- Court: European Court of Justice
- Decided: 15 May 1986
- Citation: (1986) C-222/84, [1986] 5 ECR 1651

Keywords
- Genuine occupational requirement

= Johnston v Chief Constable of the Royal Ulster Constabulary =

Johnston v Chief Constable of the Royal Ulster Constabulary (1986) Case 222/84 is a UK labour law and EU labour law case concerning sex discrimination and genuine occupational requirements.

==Facts==
Ms Johnston was made redundant when her fixed term contract was not renewed. Women were prohibited from carrying firearms. But many police duties involved carrying firearms.
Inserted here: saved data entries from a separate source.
//! FFprobe source inspection.

use serde::{Deserialize, Serialize};
use std::path::{Path, PathBuf};
use std::process::Stdio;
use tokio::process::Command;
use tracing::debug;

use crate::error::{MediaError, MediaResult};

/// Probed source information.
#[derive(Debug, Clone, Serialize, Deserialize)]
pub struct SourceInfo {
    /// Duration in seconds
    pub duration_secs: f64,
    /// Width in pixels
    pub width: u32,
    /// Height in pixels
    pub height: u32,
    /// Frame rate (fps)
    pub fps: f64,
    /// Video codec
    pub video_codec: String,
    /// Whether the container carries an audio stream
    pub has_audio: bool,
    /// File size in bytes
    pub size_bytes: u64,
}

/// Immutable reference to an input container, probed once at open.
#[derive(Debug, Clone)]
pub struct MediaSource {
    path: PathBuf,
    info: SourceInfo,
}

impl MediaSource {
    /// Open a source file, probing its streams and duration.
    pub async fn open(path: impl AsRef<Path>) -> MediaResult<Self> {
        let path = path.as_ref();
        let info = probe_source(path).await?;
        debug!(
            path = %path.display(),
            duration_secs = info.duration_secs,
            has_audio = info.has_audio,
            codec = %info.video_codec,
            "Opened media source"
        );
        Ok(Self {
            path: path.to_path_buf(),
            info,
        })
    }

    /// Source file path.
    pub fn path(&self) -> &Path {
        &self.path
    }

    /// Probed information.
    pub fn info(&self) -> &SourceInfo {
        &self.info
    }

    /// Probed duration in seconds.
    pub fn duration_secs(&self) -> f64 {
        self.info.duration_secs
    }
}

#[cfg(test)]
impl MediaSource {
    /// Construct a source with canned info, bypassing ffprobe.
    pub(crate) fn with_info(path: impl Into<PathBuf>, info: SourceInfo) -> Self {
        Self {
            path: path.into(),
            info,
        }
    }
}

/// FFprobe JSON output format.
#[derive(Debug, Deserialize)]
struct FfprobeOutput {
    format: FfprobeFormat,
    streams: Vec<FfprobeStream>,
}

#[derive(Debug, Deserialize)]
struct FfprobeFormat {
    duration: Option<String>,
    size: Option<String>,
}

#[derive(Debug, Deserialize)]
struct FfprobeStream {
    codec_type: String,
    codec_name: Option<String>,
    width: Option<u32>,
    height: Option<u32>,
    r_frame_rate: Option<String>,
    avg_frame_rate: Option<String>,
}

/// Probe a source file for stream and duration information.
async fn probe_source(path: &Path) -> MediaResult<SourceInfo> {
    if !path.exists() {
        return Err(MediaError::FileNotFound(path.to_path_buf()));
    }

    which::which("ffprobe").map_err(|_| MediaError::FfprobeNotFound)?;

    let output = Command::new("ffprobe")
        .args([
            "-v",
            "quiet",
            "-print_format",
            "json",
            "-show_format",
            "-show_streams",
        ])
        .arg(path)
        .stdin(Stdio::null())
        .stdout(Stdio::piped())
        .stderr(Stdio::piped())
        .output()
        .await?;

    if !output.status.success() {
        return Err(MediaError::FfprobeFailed {
            message: format!("FFprobe failed for {}", path.display()),
            stderr: Some(String::from_utf8_lossy(&output.stderr).to_string()),
        });
    }

    let probe: FfprobeOutput = serde_json::from_slice(&output.stdout)?;
    source_info_from_probe(probe)
}

/// Map raw ffprobe JSON into [`SourceInfo`].
fn source_info_from_probe(probe: FfprobeOutput) -> MediaResult<SourceInfo> {
    let video_stream = probe
        .streams
        .iter()
        .find(|s| s.codec_type == "video")
        .ok_or_else(|| MediaError::InvalidVideo("No video stream found".to_string()))?;

    let has_audio = probe.streams.iter().any(|s| s.codec_type == "audio");

    let duration_secs = probe
        .format
        .duration
        .as_ref()
        .and_then(|d| d.parse::<f64>().ok())
        .unwrap_or(0.0);

    // Everything downstream positions against the duration, so a container
    // that does not report one is unusable.
    if duration_secs <= 0.0 {
        return Err(MediaError::InvalidVideo(
            "Container reports no duration".to_string(),
        ));
    }

    let size_bytes = probe
        .format
        .size
        .as_ref()
        .and_then(|s| s.parse::<u64>().ok())
        .unwrap_or(0);

    let fps = video_stream
        .avg_frame_rate
        .as_ref()
        .or(video_stream.r_frame_rate.as_ref())
        .and_then(|r| parse_frame_rate(r))
        .unwrap_or(30.0);

    Ok(SourceInfo {
        duration_secs,
        width: video_stream.width.unwrap_or(0),
        height: video_stream.height.unwrap_or(0),
        fps,
        video_codec: video_stream.codec_name.clone().unwrap_or_default(),
        has_audio,
        size_bytes,
    })
}

/// Parse frame rate string (e.g., "30/1" or "29.97").
fn parse_frame_rate(s: &str) -> Option<f64> {
    if let Some((num, den)) = s.split_once('/') {
        let num: f64 = num.parse().ok()?;
        let den: f64 = den.parse().ok()?;
        if den > 0.0 {
            return Some(num / den);
        }
    }
    s.parse().ok()
}

#[cfg(test)]
mod tests {
    use super::*;

    #[test]
    fn test_parse_frame_rate() {
        assert!((parse_frame_rate("30/1").unwrap() - 30.0).abs() < 0.01);
        assert!((parse_frame_rate("30000/1001").unwrap() - 29.97).abs() < 0.01);
        assert!((parse_frame_rate("29.97").unwrap() - 29.97).abs() < 0.01);
        assert!(parse_frame_rate("30/0").is_none());
    }

    fn probe_from_json(json: &str) -> FfprobeOutput {
        serde_json::from_str(json).unwrap()
    }

    #[test]
    fn test_source_info_with_audio() {
        let probe = probe_from_json(
            r#"{
                "format": { "duration": "30.000000", "size": "1048576" },
                "streams": [
                    { "codec_type": "video", "codec_name": "h264",
                      "width": 1920, "height": 1080,
                      "avg_frame_rate": "30/1", "r_frame_rate": "30/1" },
                    { "codec_type": "audio", "codec_name": "aac" }
                ]
            }"#,
        );

        let info = source_info_from_probe(probe).unwrap();
        assert!((info.duration_secs - 30.0).abs() < 1e-9);
        assert_eq!(info.width, 1920);
        assert_eq!(info.height, 1080);
        assert!((info.fps - 30.0).abs() < 0.01);
        assert_eq!(info.video_codec, "h264");
        assert!(info.has_audio);
        assert_eq!(info.size_bytes, 1048576);
    }

    #[test]
    fn test_source_info_without_audio() {
        let probe = probe_from_json(
            r#"{
                "format": { "duration": "12.5" },
                "streams": [
                    { "codec_type": "video", "codec_name": "hevc",
                      "width": 1280, "height": 720, "r_frame_rate": "25/1" }
                ]
            }"#,
        );

        let info = source_info_from_probe(probe).unwrap();
        assert!(!info.has_audio);
        assert!((info.fps - 25.0).abs() < 0.01);
    }

    #[test]
    fn test_source_info_rejects_audio_only() {
        let probe = probe_from_json(
            r#"{
                "format": { "duration": "30.0" },
                "streams": [ { "codec_type": "audio", "codec_name": "mp3" } ]
            }"#,
        );

        assert!(matches!(
            source_info_from_probe(probe),
            Err(MediaError::InvalidVideo(_))
        ));
    }

    #[test]
    fn test_source_info_rejects_missing_duration() {
        let probe = probe_from_json(
            r#"{
                "format": {},
                "streams": [
                    { "codec_type": "video", "codec_name": "h264",
                      "width": 640, "height": 480 }
                ]
            }"#,
        );

        assert!(matches!(
            source_info_from_probe(probe),
            Err(MediaError::InvalidVideo(_))
        ));
    }
}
The Royal Ulster Constabulary argued the ban was justified because (1) they may be more frequent assassination targets (2) their guns could end in enemy hands (3) the public would object to it (4) it would hinder their jobs in social, family and children related work.

==Judgment==
The European Court of Justice held it was up to the Industrial Tribunal to determine whether art 2(2) (now art 14) applied ‘having regard to the specific duties which [Ms Johnston] is required to carry out’ Referring to 'article 2(2) of the Directive, it should be observed that that provision, being a derogation from an individual right laid down in the directive must be interpreted strictly.’ However, looking at the context it cannot be excluded that there would be more risks if policewomen carried firearms. So that may be a determining factor, and if so the member state can place a restriction, which need periodic review under art 9(2). There must also be proportionality so ‘derogations remain within the limits of what is appropriate and necessary for achieving the aim in view and requires the principle of equal treatment’.